European Officials Said to See Market Risk in Greek Bondholder Debt Swap (Source: Bloomberg)
European Union officials weighing deeper losses for Greek bondholders in a revamped bailout are concerned that any investor involvement risks further roiling markets, say people familiar with the EU’s deliberations. Greece has accumulated at least 20 billion euros ($27 billion) in additional financing needs since a 159 billion-euro package was set in July, because of a deepening recession and delays in enacting the plan, said the people, who declined to be identified because euro-area leaders have yet to agree on their strategy. French President Nicolas Sarkozy and German Chancellor Angela Merkel yesterday demanded “immediate talks” with investors to reduce Greece’s debt load. The EU is considering five scenarios, ranging from sticking with July’s voluntary swap to a so-called hard restructuring, where investors could be forced to exchange Greek bonds for new ones at 50 percent of their value, the people said.

European Stocks Slide as Leaders Split; UniCredit, Actelion Fall (Source: Bloomberg)
European stocks declined the most in two weeks amid concern the euro area’s leaders are far from agreeing on a plan to end the region’s debt crisis. Intesa Sanpaolo SpA (ISP) and UniCredit SpA (UCG) led a selloff in banks, sliding more than 9 percent, as corporate bond risk advanced. Actelion Ltd. (ATLN) sank the most in more than 18 months as Europe’s largest biotechnology company said it expects drug sales to decrease next year. Schneider Electric SA (SU), the world’s biggest maker of low- and medium-voltage equipment, plunged 7.6 percent after trimming its 2011 profit target. The benchmark Stoxx Europe 600 Index slid 1.5 percent to 233.07 at the close of trading, extending losses after Die Welt reported that Germany hasn’t ruled out postponing a euro-area summit planned for Oct. 23. That’s the biggest decline since Oct. 4 and brings the retreat from this year’s high in February to 20 percent.

Thai Floods Hit Apple, Toyota Supply Chains (Source: Bloomberg)
Apple Inc. (AAPL) and Toyota Motor Corp. (7203) are facing the worst supply disruptions since the March earthquake that crippled Japan, leading investors to scramble assessing the financial toll of the floods in Thailand. Apple Chief Executive Officer Tim Cook said this week Thailand’s worst floods in half a century set back supply of components used in Mac computers, while Toyota suspended production of its Camry and Prius vehicles in the kingdom. Western Digital Corp. (WDC), the world’s largest maker of hard-disk drives, warned it will post a loss this quarter and production won’t return to normal for months.
The floods have claimed more than 300 lives since July and shuttered more than 14,000 businesses in a country that makes about a quarter of the world’s hard-disk drives and serves as the Southeast Asian production hub for Japanese carmakers. While the government estimates damages of as much as 120 billion baht ($3.9 billion), disruptions to the global supply chain may be underestimated, according to BGC Partners Inc. (BGCP)

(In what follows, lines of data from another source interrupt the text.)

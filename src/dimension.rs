//! Dimension values and the post-execution update of dimension metadata.
//!
//! After the fragments of the output datacube exist, rank 0 derives its dimensions from those of
//! the input: implicit dimensions follow the number of elements the expression produces per row,
//! explicit dimensions shrink by the number of rows folded into one, and the relevant implicit
//! dimension may be relabelled by a dimension expression.

use crate::compression;
use crate::error::ApplyError;
use crate::models::Compression;
use crate::storage::StorageConnector;
use crate::store::{DimensionArrays, DimensionRow, MetadataStore};
use crate::types::DataType;

use bytes::Bytes;
use tracing::debug;
use zerocopy::AsBytes;

/// Raw values of a dimension, ready to be bound to a query.
#[derive(Clone, Debug, PartialEq)]
pub struct DimensionBinding {
    /// Values in native byte order
    pub bytes: Bytes,
    /// Number of values
    pub count: usize,
    /// Size of one value in bytes
    pub width: usize,
}

impl DimensionBinding {
    /// Return a new DimensionBinding.
    ///
    /// # Arguments
    ///
    /// * `bytes`: Uncompressed values
    /// * `datatype`: Name of the element type
    pub fn new(bytes: Bytes, datatype: &str) -> Result<Self, ApplyError> {
        let width = element_width(datatype)?;
        if bytes.len() % width != 0 {
            return Err(ApplyError::DimensionCardinality(format!(
                "dimension array of {} bytes does not hold {datatype} values",
                bytes.len()
            )));
        }
        Ok(Self {
            count: bytes.len() / width,
            bytes,
            width,
        })
    }
}

fn element_width(datatype: &str) -> Result<usize, ApplyError> {
    DataType::from_name(datatype)
        .map(DataType::size_of)
        .ok_or_else(|| ApplyError::Input(format!("unsupported dimension type {datatype}")))
}

fn decompress(compression: Option<Compression>, data: &Bytes) -> Result<Bytes, ApplyError> {
    match compression {
        Some(compression) => compression::decompress(compression, data),
        None => Ok(data.clone()),
    }
}

fn compress(compression: Option<Compression>, data: Bytes) -> Result<Bytes, ApplyError> {
    match compression {
        Some(compression) => compression::compress(compression, &data),
        None => Ok(data),
    }
}

/// Load the values of a dimension.
///
/// Values are the labels when kept separately from the index, the index otherwise.
pub async fn load_values(
    store: &dyn MetadataStore,
    dimension: &DimensionRow,
) -> Result<DimensionBinding, ApplyError> {
    let arrays = store.dimension_arrays(dimension.id).await?;
    let values = arrays.labels.as_ref().unwrap_or(&arrays.index);
    let values = decompress(arrays.compression, values)?;
    let binding = DimensionBinding::new(values, &dimension.datatype)?;
    if binding.count as u64 != dimension.size {
        return Err(ApplyError::DimensionCardinality(format!(
            "dimension {} holds {} values but has size {}",
            dimension.name, binding.count, dimension.size
        )));
    }
    Ok(binding)
}

/// Contiguous index `1..=size` as `oph_long` values.
pub fn index_array(size: u64) -> Result<Bytes, ApplyError> {
    let size = i64::try_from(size)?;
    let index: Vec<i64> = (1..=size).collect();
    Ok(Bytes::copy_from_slice(index.as_bytes()))
}

/// Resize dimensions after an operation.
///
/// # Arguments
///
/// * `dimensions`: Input dimensions, in declaration order
/// * `new_elements`: Elements per row produced, if different from the input
/// * `explicit_factor`: Number of input rows folded into one output row, if greater than one
pub fn resize(
    dimensions: &[DimensionRow],
    new_elements: Option<u64>,
    explicit_factor: Option<u64>,
) -> Result<Vec<DimensionRow>, ApplyError> {
    let mut resized = dimensions.to_vec();

    if let Some(elements) = new_elements {
        let eligible: Vec<usize> = (0..resized.len())
            .filter(|&i| resized[i].is_eligible_implicit())
            .collect();
        if elements == 1 {
            eligible.iter().for_each(|&i| resized[i].collapse());
        } else if let [only] = eligible[..] {
            resized[only].size = elements;
            resized[only].level = 1;
        } else {
            return Err(ApplyError::DimensionCardinality(format!(
                "cannot assign {elements} elements per row to {} implicit dimensions",
                eligible.len()
            )));
        }
    }

    if let Some(factor) = explicit_factor {
        let mut residual = factor;
        for dimension in resized.iter_mut().rev().filter(|d| d.explicit) {
            if residual == 1 {
                break;
            }
            if dimension.size % residual == 0 {
                dimension.size /= residual;
                residual = 1;
                if dimension.size == 1 {
                    dimension.collapse();
                } else {
                    dimension.level = 1;
                }
            } else if residual % dimension.size == 0 {
                residual /= dimension.size;
                dimension.collapse();
            } else {
                return Err(ApplyError::DimensionCardinality(format!(
                    "explicit dimension {} of size {} cannot absorb a factor of {residual}",
                    dimension.name, dimension.size
                )));
            }
        }
        if residual != 1 {
            return Err(ApplyError::DimensionCardinality(format!(
                "explicit dimensions cannot absorb a factor of {factor}"
            )));
        }
    }

    Ok(resized)
}

/// Expression computing new labels for the relevant implicit dimension.
#[derive(Clone, Debug, PartialEq)]
pub struct Relabel {
    /// Expression with a placeholder for each reference to the dimension values
    pub query: String,
    /// Number of placeholders
    pub ref_count: usize,
    /// Type of the new labels
    pub label_type: String,
}

/// Inputs of [update_dimensions].
#[derive(Clone, Debug)]
pub struct DimensionUpdate<'a> {
    /// Input dimensions, in declaration order
    pub dimensions: &'a [DimensionRow],
    /// Datacube the new dimensions belong to
    pub output_datacube: i64,
    /// Elements per row produced, if different from the input
    pub new_elements: Option<u64>,
    /// Number of input rows folded into one output row, if greater than one
    pub explicit_factor: Option<u64>,
    /// Dimension expression, if any
    pub relabel: Option<&'a Relabel>,
}

/// Derive and persist the dimensions of the output datacube.
///
/// Returns the new dimension rows in declaration order.
pub async fn update_dimensions(
    store: &dyn MetadataStore,
    storage: &dyn StorageConnector,
    update: &DimensionUpdate<'_>,
) -> Result<Vec<DimensionRow>, ApplyError> {
    let mut resized = resize(update.dimensions, update.new_elements, update.explicit_factor)?;
    let relabelled = update.relabel.and_then(|relabel| {
        update
            .dimensions
            .iter()
            .rposition(DimensionRow::is_eligible_implicit)
            .map(|position| (position, relabel))
    });

    let mut arrays = vec![DimensionArrays::default(); resized.len()];
    for position in (0..resized.len()).rev() {
        let old = &update.dimensions[position];
        let new = &mut resized[position];
        let stored = store.dimension_arrays(old.id).await?;
        let labels = match relabelled {
            _ if new.level == 0 => None,
            Some((target, relabel)) if target == position => {
                let labels = relabel_values(storage, old, &stored, relabel).await?;
                let count = labels.len() / element_width(&relabel.label_type)?;
                if count as u64 != new.size {
                    return Err(ApplyError::DimensionCardinality(format!(
                        "dimension expression produced {count} values for dimension {} of size {}",
                        new.name, new.size
                    )));
                }
                new.datatype = relabel.label_type.clone();
                Some(compress(stored.compression, labels)?)
            }
            _ if new.size == old.size => Some(stored.labels.unwrap_or(stored.index)),
            _ => None,
        };
        if labels.is_none() {
            new.datatype = DataType::Long.to_string();
        }
        new.datacube_id = update.output_datacube;
        debug!(
            dimension = %new.name,
            size = new.size,
            level = new.level,
            "updated dimension"
        );
        arrays[position] = DimensionArrays {
            index: compress(stored.compression, index_array(new.size)?)?,
            labels,
            compression: stored.compression,
        };
    }

    for (dimension, arrays) in resized.iter_mut().zip(&arrays) {
        dimension.id = store.insert_dimension(dimension, arrays).await?;
    }
    Ok(resized)
}

async fn relabel_values(
    storage: &dyn StorageConnector,
    dimension: &DimensionRow,
    stored: &DimensionArrays,
    relabel: &Relabel,
) -> Result<Bytes, ApplyError> {
    let values = stored.labels.as_ref().unwrap_or(&stored.index);
    let values = decompress(stored.compression, values)?;
    let binding = DimensionBinding::new(values, &dimension.datatype)?;
    let bindings = vec![binding.bytes; relabel.ref_count];
    Ok(storage.evaluate(&relabel.query, &bindings).await?)
}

Olympus Scandal Prompts Record Speculation (Source: Bloomberg)
A record number of shares in Olympus Corp. (7733) are being bought and sold through Japanese margin-trading accounts as investors seek to capitalize on volatility amid a scandal over payments to advisers. The number of Olympus shares being held through margin accounts has surged to the highest since at least 1997, according to data from Japan Securities Finance Co., a provider of loans and lending services. Olympus has lost almost half of its value since Michael C. Woodford was fired as president on Oct. 13 after calling for a probe of $687 million in payments during a $2 billion takeover in 2008. “The volatility of Olympus is rising and the share price is likely to swing wildly in both directions,” said Kenichi Hirano, a general manager and strategist at Tachibana Securities Co. in Tokyo. “Investors see this as a rare opportunity to gain big profits in the short term.”